YOUR GOAL:
The word to find is "inputs". Copy each line of the material that contains it.

═════ PROVIDED INFORMATION

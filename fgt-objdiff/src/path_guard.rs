use std::path::{Component, Path, PathBuf};

use anyhow::{bail, Context, Result};

/// Fail when the report path resolves to a file this run reads (a config dump or
/// the `--config` settings file).
pub fn ensure_report_path_is_free(report: &Path, inputs: &[&Path]) -> Result<()> {
    let target = resolve(report)
        .with_context(|| format!("failed to resolve report path {}", report.display()))?;

    for input in inputs {
        let read = resolve(input)
            .with_context(|| format!("failed to resolve input path {}", input.display()))?;
        if target == read {
            bail!(
                "refusing to overwrite input file: report {} matches {}",
                report.display(),
                input.display()
            );
        }
    }
    Ok(())
}

/// Absolute path with symlinks resolved for the longest existing prefix and `.`/`..`
/// folded lexically for the rest.
fn resolve(path: &Path) -> Result<PathBuf> {
    let absolute = if path.is_absolute() {
        path.to_path_buf()
    } else {
        std::env::current_dir().context("current_dir")?.join(path)
    };
    let lexical = fold_dots(&absolute);

    let mut existing = lexical.as_path();
    let mut missing = Vec::new();
    while !existing.exists() {
        let (Some(parent), Some(name)) = (existing.parent(), existing.file_name()) else {
            return Ok(lexical);
        };
        missing.push(name.to_os_string());
        existing = parent;
    }

    let mut resolved = existing
        .canonicalize()
        .with_context(|| format!("canonicalize {}", existing.display()))?;
    resolved.extend(missing.iter().rev());
    Ok(resolved)
}

fn fold_dots(path: &Path) -> PathBuf {
    let mut out = PathBuf::new();
    for component in path.components() {
        match component {
            Component::CurDir => {}
            Component::ParentDir => {
                out.pop();
            }
            other => out.push(other),
        }
    }
    out
}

══════════

ANSWER FOR THE TASK:
pub fn ensure_report_path_is_free(report: &Path, inputs: &[&Path]) -> Result<()> {
    for input in inputs {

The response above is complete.